今日は休日を利用して本を読みに来ていた。
読んでいた長編が気になって、初めて本を借りる。
どこにでもありそうな日常を描いた物語だけど、何故か妙に惹かれて気が付いたら頁を捲る手が止まらなくなっていた。
返却期限を二週間と定めて、僕の貸出札を作ってもらう。
番頭台に、他の札が幾つも保管してあった。
僕の札も今日からあそこの仲間入りするのだと、ぼんやり考える。
社員寮に帰るとフラウさんの夕食が待っていた。
今日は冷え込むからと、生姜のきいた根野菜のスウプにホットサンド。それからおかずがいくつかと、後菓子には南瓜の甘露煮。
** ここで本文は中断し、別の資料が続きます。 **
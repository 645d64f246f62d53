use std::env;
use std::time::Duration;

use dotenvy::dotenv;
use sqlx::postgres::PgPoolOptions;
use sqlx::PgPool;

pub async fn get_db_pool() -> PgPool {
    dotenv().ok();
    let database_url = env::var("DATABASE_URL").expect("DATABASE_URL not set");
    PgPoolOptions::new()
        .max_connections(10)
        .acquire_timeout(Duration::from_secs(5))
        .connect(&database_url)
        .await
        .expect("Failed to connect to DB")
}

pub async fn run_migrations(pool: &PgPool) -> Result<(), sqlx::migrate::MigrateError> {
    sqlx::migrate!().run(pool).await
}
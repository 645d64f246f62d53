use std::collections::HashSet;

use sqlx::PgPool;
use time::macros::time;
use time::{Date, Duration, Time, Weekday};

use crate::error::Result;
use crate::listings;
use crate::models::WorkingHours;

/// Weekday index as stored in `working_hours`: Monday = 0 .. Sunday = 6.
pub fn weekday_index(weekday: Weekday) -> i16 {
    weekday.number_days_from_monday() as i16
}

/// Open/close pair for one weekday, `None` when the provider is closed.
pub async fn hours_for(
    pool: &PgPool,
    provider_id: i32,
    weekday: Weekday,
) -> Result<Option<(Time, Time)>> {
    let hours = sqlx::query_as::<_, (Time, Time)>(
        "SELECT open_time, close_time FROM working_hours
         WHERE provider_id = $1 AND weekday = $2",
    )
    .bind(provider_id)
    .bind(weekday_index(weekday))
    .fetch_optional(pool)
    .await?;

    Ok(hours)
}

/// The provider's whole stored week, at most one row per weekday.
pub async fn week_for(pool: &PgPool, provider_id: i32) -> Result<Vec<WorkingHours>> {
    let week = sqlx::query_as::<_, WorkingHours>(
        "SELECT * FROM working_hours WHERE provider_id = $1 ORDER BY weekday",
    )
    .bind(provider_id)
    .fetch_all(pool)
    .await?;

    Ok(week)
}

/// Hourly candidates from `open` onward, keeping only slots that end by
/// `close` and are not already taken. Ascending order; empty whenever the
/// close time is not past the open time.
pub fn open_slots(open: Time, close: Time, taken: &HashSet<Time>) -> Vec<Time> {
    let open_min = open.hour() as i64 * 60 + open.minute() as i64;
    let close_min = close.hour() as i64 * 60 + close.minute() as i64;

    let mut slots = Vec::new();
    let mut minute = open_min;
    while minute + 60 <= close_min {
        let slot = time!(0:00) + Duration::minutes(minute);
        if !taken.contains(&slot) {
            slots.push(slot);
        }
        minute += 60;
    }
    slots
}

/// Free slots for one provider on one date. Recomputed on every call;
/// concurrent bookings keep changing the answer.
pub async fn free_slots(pool: &PgPool, provider_id: i32, date: Date) -> Result<Vec<Time>> {
    listings::fetch_provider(pool, provider_id).await?;

    let Some((open, close)) = hours_for(pool, provider_id, date.weekday()).await? else {
        return Ok(Vec::new());
    };

    let taken: Vec<Time> = sqlx::query_scalar(
        "SELECT booking_time FROM bookings
         WHERE provider_id = $1 AND booking_date = $2 AND status <> 'cancelled'",
    )
    .bind(provider_id)
    .bind(date)
    .fetch_all(pool)
    .await?;

    Ok(open_slots(open, close, &taken.into_iter().collect()))
}

#[cfg(test)]
mod tests {
    use super::*;

    fn taken(times: &[Time]) -> HashSet<Time> {
        times.iter().copied().collect()
    }

    #[test]
    fn full_day_without_bookings() {
        let slots = open_slots(time!(9:00), time!(18:00), &taken(&[]));
        assert_eq!(slots.len(), 9);
        assert_eq!(slots.first(), Some(&time!(9:00)));
        assert_eq!(slots.last(), Some(&time!(17:00)));
    }

    #[test]
    fn booked_hour_is_skipped() {
        let slots = open_slots(time!(9:00), time!(18:00), &taken(&[time!(10:00)]));
        let expected = vec![
            time!(9:00),
            time!(11:00),
            time!(12:00),
            time!(13:00),
            time!(14:00),
            time!(15:00),
            time!(16:00),
            time!(17:00),
        ];
        assert_eq!(slots, expected);
    }

    #[test]
    fn close_not_after_open_gives_nothing() {
        assert!(open_slots(time!(9:00), time!(9:00), &taken(&[])).is_empty());
        assert!(open_slots(time!(18:00), time!(9:00), &taken(&[])).is_empty());
    }

    #[test]
    fn last_slot_must_end_by_closing_time() {
        let slots = open_slots(time!(9:00), time!(17:30), &taken(&[]));
        assert_eq!(slots.last(), Some(&time!(16:00)));
    }

    #[test]
    fn slots_follow_a_half_hour_opening() {
        let slots = open_slots(time!(9:30), time!(12:00), &taken(&[]));
        assert_eq!(slots, vec![time!(9:30), time!(10:30)]);
    }

    #[test]
    fn weekday_index_is_monday_based() {
        assert_eq!(weekday_index(Weekday::Monday), 0);
        assert_eq!(weekday_index(Weekday::Sunday), 6);
    }
}
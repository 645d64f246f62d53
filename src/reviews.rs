use log::info;
use serde::{Deserialize, Serialize};
use sqlx::PgPool;

use crate::error::{Error, Result};
use crate::listings;
use crate::models::Review;

#[derive(Debug, Clone, Deserialize)]
pub struct NewReview {
    pub provider_id: i32,
    pub customer_id: i32,
    pub rating: i16,
    pub comment: Option<String>,
}

#[derive(Debug, Clone, Copy, PartialEq, Serialize)]
pub struct Rating {
    pub average: f64,
    pub count: i64,
}

/// Arithmetic mean rounded to one decimal place; no reviews means 0.0 / 0.
pub fn aggregate(ratings: &[i16]) -> Rating {
    if ratings.is_empty() {
        return Rating {
            average: 0.0,
            count: 0,
        };
    }
    let sum: i64 = ratings.iter().map(|r| i64::from(*r)).sum();
    let average = sum as f64 / ratings.len() as f64;
    Rating {
        average: (average * 10.0).round() / 10.0,
        count: ratings.len() as i64,
    }
}

/// A customer keeps a single review per provider; submitting again replaces
/// the stored rating and comment.
pub async fn submit_review(pool: &PgPool, new: NewReview) -> Result<Review> {
    if !(1..=5).contains(&new.rating) {
        return Err(Error::validation("rating must be between 1 and 5"));
    }
    listings::fetch_provider(pool, new.provider_id).await?;

    let review = sqlx::query_as::<_, Review>(
        "INSERT INTO reviews (provider_id, customer_id, rating, comment)
         VALUES ($1, $2, $3, $4)
         ON CONFLICT (provider_id, customer_id) DO UPDATE
         SET rating = $3, comment = $4
         RETURNING *",
    )
    .bind(new.provider_id)
    .bind(new.customer_id)
    .bind(new.rating)
    .bind(&new.comment)
    .fetch_one(pool)
    .await?;

    info!(
        "customer {} rated provider {} with {}",
        review.customer_id, review.provider_id, review.rating
    );
    Ok(review)
}

/// Recomputed from the full review set on every call; nothing incremental
/// is maintained.
pub async fn rating_for(pool: &PgPool, provider_id: i32) -> Result<Rating> {
    listings::fetch_provider(pool, provider_id).await?;

    let ratings: Vec<i16> =
        sqlx::query_scalar("SELECT rating FROM reviews WHERE provider_id = $1")
            .bind(provider_id)
            .fetch_all(pool)
            .await?;

    Ok(aggregate(&ratings))
}

#[cfg(test)]
mod tests {
    use super::*;

    #[test]
    fn averages_the_review_set() {
        let rating = aggregate(&[5, 4, 3]);
        assert_eq!(rating.average, 4.0);
        assert_eq!(rating.count, 3);
    }

    #[test]
    fn no_reviews_means_zero() {
        let rating = aggregate(&[]);
        assert_eq!(rating.average, 0.0);
        assert_eq!(rating.count, 0);
    }

    #[test]
    fn rounds_to_one_decimal() {
        assert_eq!(aggregate(&[3, 4, 4]).average, 3.7);
        assert_eq!(aggregate(&[4, 5]).average, 4.5);
        assert_eq!(aggregate(&[1, 1, 2]).average, 1.3);
    }
}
完食したら体も暖まったので、冷めない内にシャワーを浴びた。
さっさと髪を乾かし、夕と言葉、僕の三人で部屋に蒲団を敷き、蒲団にくるまる。
時計に目をやるとまだ八時だ。
早速借りてきた本を開く。
「何それ、面白そう」
読書に集中していると、不意に視界の外からかけられた声ではっと我にかえった。
振り向くと、横から夕が本を覗き込んでいる。
それにつられたのか、言葉も覗きに来た。
「いい貸本屋があるんだよ。今度一緒に、このシリーズ借りに行こう」
二人を宥めると、素直に頷いて引く。
でも気になると言うので、口頭で粗筋を伝えると尚更興味が湧いた様子で、次の週末にでも行こうと言い出した。
返却期限は二週間後だが、別に構わないだろう。
借りたのは一冊だけだから、一週間もあれば読みきれる。それに早く続きが読みたい。
朝早いので九時になれば消灯する様にしているけれど、本の続きが気になって寝つきが悪い。
電気を消した後も目が冴えて仕方がない。
取り留めのない考え事でもして睡魔を待つ事にした。
考えるのは姑獲鳥の事。
あれが、僕と生前親子関係にあったとは思えないし出来るだけ思いたくない。
唐突に知らされた調査結果。
困惑しないでくれと、前置きされて伝えられた事実。
その後カウンセリングに長時間拘束されて、結局入院期間は三日間に伸びてしまった。
カウンセリングではしきりに、罪人になるより前の記憶はないのか、どうにか思い出せないかと詰め寄られ。
どうあがいても、記憶にないものは記憶にないし、思い出せないも思い出せない。
虐待死について思う事はないが、次人間に生まれ変わるならばそれを汲んでくれるだろうかと、ぼんやりとした不安がよぎる。
虐待死、とだけ伝えられたけど、それは溺死だろうか、凍死だろうか。
それとも車中放置で脱水症か、熱湯をかけられて火傷か、それとも落下死であるか。
事故死、自殺、他殺、その他諸々。
幾通りもの可能性を思い浮かべていたら、吐き気が喉の奥から込み上げる。
どうあっても、何の因果で僕と姑獲鳥は巡り合わせたのか。
神が報復を許可したとでも言うのか。
背中に悪寒が走る。
嫌な汗が頬を伝った。
蒲団からのそのそと起き上がり、顔を洗って再び蒲団に潜る。
頭まで蒲団を被って、誰かから隠れる様に。
それか襲われない様に。
神無月から霜月に渡ろうとしている澄んだ月を、小窓から眺めた。